Task: Your answer should be an exact copy of the lines from the start of the entries to the line containing "async fn get_session(&self, session_id: &str)", both included.

Records shown:
_ _ _
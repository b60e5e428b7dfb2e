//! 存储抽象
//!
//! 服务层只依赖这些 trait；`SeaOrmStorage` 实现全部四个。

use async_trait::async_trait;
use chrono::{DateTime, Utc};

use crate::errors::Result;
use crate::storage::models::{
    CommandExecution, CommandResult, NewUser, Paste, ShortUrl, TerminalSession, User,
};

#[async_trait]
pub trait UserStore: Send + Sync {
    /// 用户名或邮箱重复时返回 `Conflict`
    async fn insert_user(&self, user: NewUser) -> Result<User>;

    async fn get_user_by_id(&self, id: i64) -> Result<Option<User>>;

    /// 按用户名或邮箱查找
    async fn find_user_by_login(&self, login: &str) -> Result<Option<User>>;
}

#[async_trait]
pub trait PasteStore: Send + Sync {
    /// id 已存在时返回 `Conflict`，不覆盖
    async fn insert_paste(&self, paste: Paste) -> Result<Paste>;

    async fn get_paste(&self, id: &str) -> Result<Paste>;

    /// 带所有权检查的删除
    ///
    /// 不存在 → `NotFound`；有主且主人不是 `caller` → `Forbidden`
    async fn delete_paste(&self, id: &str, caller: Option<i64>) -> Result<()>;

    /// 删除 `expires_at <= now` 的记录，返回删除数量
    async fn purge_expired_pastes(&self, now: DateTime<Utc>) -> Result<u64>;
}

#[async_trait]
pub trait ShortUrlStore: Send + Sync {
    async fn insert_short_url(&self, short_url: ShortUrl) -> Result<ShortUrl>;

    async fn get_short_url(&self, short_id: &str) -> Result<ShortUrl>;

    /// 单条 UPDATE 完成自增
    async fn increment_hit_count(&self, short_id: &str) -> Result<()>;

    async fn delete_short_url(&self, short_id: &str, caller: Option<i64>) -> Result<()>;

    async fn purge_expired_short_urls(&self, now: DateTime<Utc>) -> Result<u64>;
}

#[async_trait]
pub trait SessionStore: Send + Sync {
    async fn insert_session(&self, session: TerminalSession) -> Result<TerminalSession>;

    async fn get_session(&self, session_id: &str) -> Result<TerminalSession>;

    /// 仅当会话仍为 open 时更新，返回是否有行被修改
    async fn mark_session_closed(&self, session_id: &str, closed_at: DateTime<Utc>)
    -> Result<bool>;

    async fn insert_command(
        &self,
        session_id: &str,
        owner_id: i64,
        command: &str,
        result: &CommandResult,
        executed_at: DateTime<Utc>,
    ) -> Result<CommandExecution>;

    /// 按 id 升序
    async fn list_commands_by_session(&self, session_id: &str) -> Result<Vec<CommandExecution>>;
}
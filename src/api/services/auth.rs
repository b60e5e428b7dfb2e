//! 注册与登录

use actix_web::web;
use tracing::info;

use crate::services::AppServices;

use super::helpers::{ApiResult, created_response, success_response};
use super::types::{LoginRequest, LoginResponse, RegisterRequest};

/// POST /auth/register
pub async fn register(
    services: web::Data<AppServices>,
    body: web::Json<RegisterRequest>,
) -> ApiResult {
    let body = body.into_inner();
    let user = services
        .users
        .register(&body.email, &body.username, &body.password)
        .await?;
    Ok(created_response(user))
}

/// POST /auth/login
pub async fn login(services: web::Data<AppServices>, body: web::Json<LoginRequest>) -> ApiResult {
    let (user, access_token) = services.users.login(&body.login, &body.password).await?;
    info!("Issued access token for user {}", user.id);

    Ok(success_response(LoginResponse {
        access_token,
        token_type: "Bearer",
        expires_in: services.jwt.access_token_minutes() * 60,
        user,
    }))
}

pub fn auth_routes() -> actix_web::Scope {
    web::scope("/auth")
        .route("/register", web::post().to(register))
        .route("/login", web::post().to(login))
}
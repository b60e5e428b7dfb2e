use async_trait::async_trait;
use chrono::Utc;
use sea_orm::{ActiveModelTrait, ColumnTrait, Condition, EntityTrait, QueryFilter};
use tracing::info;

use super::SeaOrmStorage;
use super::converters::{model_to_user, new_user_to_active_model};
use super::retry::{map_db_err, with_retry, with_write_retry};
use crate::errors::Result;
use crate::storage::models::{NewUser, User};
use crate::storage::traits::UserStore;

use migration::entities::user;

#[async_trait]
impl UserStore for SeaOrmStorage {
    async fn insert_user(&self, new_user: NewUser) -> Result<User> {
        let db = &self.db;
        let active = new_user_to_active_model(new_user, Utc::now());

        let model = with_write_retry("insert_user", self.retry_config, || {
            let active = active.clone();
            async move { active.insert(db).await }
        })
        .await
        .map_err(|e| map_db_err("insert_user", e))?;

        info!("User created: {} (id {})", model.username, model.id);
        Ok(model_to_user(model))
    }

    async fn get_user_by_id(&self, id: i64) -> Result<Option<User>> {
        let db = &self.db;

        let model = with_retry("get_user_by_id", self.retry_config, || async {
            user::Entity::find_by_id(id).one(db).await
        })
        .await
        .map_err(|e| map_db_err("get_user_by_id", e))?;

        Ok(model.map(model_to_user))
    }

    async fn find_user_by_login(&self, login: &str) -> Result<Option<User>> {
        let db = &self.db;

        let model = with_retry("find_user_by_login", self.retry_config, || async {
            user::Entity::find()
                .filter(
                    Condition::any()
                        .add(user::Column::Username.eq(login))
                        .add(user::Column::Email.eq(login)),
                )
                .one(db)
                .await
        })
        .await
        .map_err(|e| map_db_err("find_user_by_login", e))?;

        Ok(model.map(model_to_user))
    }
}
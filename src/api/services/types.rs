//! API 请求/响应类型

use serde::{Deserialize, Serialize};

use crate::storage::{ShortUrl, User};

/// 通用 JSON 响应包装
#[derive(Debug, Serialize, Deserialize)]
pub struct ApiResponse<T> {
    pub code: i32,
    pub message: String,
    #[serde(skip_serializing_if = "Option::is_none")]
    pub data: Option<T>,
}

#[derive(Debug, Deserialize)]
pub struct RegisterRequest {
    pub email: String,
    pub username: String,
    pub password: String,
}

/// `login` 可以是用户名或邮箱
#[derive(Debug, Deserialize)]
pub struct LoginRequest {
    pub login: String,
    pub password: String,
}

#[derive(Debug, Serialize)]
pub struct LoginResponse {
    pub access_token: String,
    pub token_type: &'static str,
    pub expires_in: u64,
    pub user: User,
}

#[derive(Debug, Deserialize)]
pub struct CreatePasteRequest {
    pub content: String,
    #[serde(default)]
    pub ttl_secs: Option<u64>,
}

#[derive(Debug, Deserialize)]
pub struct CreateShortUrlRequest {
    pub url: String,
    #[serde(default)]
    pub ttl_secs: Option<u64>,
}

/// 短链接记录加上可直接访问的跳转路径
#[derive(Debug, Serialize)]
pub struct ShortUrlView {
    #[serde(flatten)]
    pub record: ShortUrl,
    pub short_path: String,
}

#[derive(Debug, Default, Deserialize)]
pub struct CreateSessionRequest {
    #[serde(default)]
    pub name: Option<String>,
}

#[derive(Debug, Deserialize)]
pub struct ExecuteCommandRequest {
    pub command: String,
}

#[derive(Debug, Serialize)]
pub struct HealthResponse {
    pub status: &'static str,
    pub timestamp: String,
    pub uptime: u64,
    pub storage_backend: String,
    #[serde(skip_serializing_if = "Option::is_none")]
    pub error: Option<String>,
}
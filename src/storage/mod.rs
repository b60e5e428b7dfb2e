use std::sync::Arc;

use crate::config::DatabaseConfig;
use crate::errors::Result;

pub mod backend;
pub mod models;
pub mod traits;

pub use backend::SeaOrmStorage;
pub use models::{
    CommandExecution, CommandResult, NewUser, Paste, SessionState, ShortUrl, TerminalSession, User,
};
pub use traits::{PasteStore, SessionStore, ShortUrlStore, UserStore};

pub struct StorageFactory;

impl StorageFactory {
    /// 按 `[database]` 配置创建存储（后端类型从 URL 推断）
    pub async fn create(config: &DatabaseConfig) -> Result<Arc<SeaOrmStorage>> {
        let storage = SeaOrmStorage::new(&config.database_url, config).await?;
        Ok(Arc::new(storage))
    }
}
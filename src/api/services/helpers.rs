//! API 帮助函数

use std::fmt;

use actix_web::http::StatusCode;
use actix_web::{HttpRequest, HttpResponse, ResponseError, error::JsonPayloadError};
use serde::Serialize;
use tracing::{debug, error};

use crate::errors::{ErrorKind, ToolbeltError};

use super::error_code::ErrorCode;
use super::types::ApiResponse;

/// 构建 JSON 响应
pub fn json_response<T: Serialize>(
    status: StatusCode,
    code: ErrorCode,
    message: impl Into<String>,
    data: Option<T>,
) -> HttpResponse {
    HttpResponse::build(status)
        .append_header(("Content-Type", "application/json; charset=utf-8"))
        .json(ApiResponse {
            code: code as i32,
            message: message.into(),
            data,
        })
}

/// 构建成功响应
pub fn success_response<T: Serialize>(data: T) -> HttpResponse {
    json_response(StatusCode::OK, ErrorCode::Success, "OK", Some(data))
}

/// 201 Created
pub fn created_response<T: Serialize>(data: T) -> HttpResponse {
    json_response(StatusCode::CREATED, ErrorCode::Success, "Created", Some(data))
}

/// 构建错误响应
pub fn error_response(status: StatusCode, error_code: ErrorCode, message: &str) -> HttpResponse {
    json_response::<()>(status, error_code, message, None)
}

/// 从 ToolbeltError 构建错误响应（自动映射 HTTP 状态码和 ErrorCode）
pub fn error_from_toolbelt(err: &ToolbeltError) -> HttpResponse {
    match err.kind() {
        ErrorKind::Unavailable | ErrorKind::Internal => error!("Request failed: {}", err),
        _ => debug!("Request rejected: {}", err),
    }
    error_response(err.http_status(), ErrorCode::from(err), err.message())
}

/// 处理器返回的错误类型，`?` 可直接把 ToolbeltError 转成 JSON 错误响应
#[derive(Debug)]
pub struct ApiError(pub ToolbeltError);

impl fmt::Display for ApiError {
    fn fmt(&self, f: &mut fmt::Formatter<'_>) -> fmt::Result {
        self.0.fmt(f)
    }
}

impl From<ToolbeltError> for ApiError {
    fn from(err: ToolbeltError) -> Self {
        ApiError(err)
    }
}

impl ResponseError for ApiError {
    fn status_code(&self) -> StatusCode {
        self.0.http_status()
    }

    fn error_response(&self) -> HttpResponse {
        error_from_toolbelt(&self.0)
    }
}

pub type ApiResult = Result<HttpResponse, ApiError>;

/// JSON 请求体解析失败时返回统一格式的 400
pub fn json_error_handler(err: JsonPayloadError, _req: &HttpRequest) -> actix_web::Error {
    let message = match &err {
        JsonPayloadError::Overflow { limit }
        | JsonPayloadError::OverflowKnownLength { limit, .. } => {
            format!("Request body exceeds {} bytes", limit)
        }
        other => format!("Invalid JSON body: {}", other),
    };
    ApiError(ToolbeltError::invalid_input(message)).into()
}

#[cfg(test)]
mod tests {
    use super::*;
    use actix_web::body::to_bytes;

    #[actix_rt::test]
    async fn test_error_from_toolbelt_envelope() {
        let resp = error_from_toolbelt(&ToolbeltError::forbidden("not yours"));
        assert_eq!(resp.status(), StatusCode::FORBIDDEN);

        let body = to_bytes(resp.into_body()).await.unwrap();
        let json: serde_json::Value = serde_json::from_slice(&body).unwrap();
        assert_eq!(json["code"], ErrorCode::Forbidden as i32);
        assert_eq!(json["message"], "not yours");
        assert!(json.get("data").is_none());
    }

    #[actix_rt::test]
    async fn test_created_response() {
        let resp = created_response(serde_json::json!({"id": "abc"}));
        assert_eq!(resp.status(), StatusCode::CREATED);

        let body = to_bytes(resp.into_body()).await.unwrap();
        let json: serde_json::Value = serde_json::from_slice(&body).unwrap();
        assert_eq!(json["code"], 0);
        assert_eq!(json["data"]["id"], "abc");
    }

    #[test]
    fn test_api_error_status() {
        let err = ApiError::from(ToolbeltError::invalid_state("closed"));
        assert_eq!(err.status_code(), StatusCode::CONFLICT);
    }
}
_ _ _
Answer for the task:
repository b60e5e428b7dfb2e
//! 存储抽象
//!
//! 服务层只依赖这些 trait；`SeaOrmStorage` 实现全部四个。

use async_trait::async_trait;
use chrono::{DateTime, Utc};

use crate::errors::Result;
use crate::storage::models::{
    CommandExecution, CommandResult, NewUser, Paste, ShortUrl, TerminalSession, User,
};

#[async_trait]
pub trait UserStore: Send + Sync {
    /// 用户名或邮箱重复时返回 `Conflict`
    async fn insert_user(&self, user: NewUser) -> Result<User>;

    async fn get_user_by_id(&self, id: i64) -> Result<Option<User>>;

    /// 按用户名或邮箱查找
    async fn find_user_by_login(&self, login: &str) -> Result<Option<User>>;
}

#[async_trait]
pub trait PasteStore: Send + Sync {
    /// id 已存在时返回 `Conflict`，不覆盖
    async fn insert_paste(&self, paste: Paste) -> Result<Paste>;

    async fn get_paste(&self, id: &str) -> Result<Paste>;

    /// 带所有权检查的删除
    ///
    /// 不存在 → `NotFound`；有主且主人不是 `caller` → `Forbidden`
    async fn delete_paste(&self, id: &str, caller: Option<i64>) -> Result<()>;

    /// 删除 `expires_at <= now` 的记录，返回删除数量
    async fn purge_expired_pastes(&self, now: DateTime<Utc>) -> Result<u64>;
}

#[async_trait]
pub trait ShortUrlStore: Send + Sync {
    async fn insert_short_url(&self, short_url: ShortUrl) -> Result<ShortUrl>;

    async fn get_short_url(&self, short_id: &str) -> Result<ShortUrl>;

    /// 单条 UPDATE 完成自增
    async fn increment_hit_count(&self, short_id: &str) -> Result<()>;

    async fn delete_short_url(&self, short_id: &str, caller: Option<i64>) -> Result<()>;

    async fn purge_expired_short_urls(&self, now: DateTime<Utc>) -> Result<u64>;
}

#[async_trait]
pub trait SessionStore: Send + Sync {
    async fn insert_session(&self, session: TerminalSession) -> Result<TerminalSession>;

    async fn get_session(&self, session_id: &str) -> Result<TerminalSession>;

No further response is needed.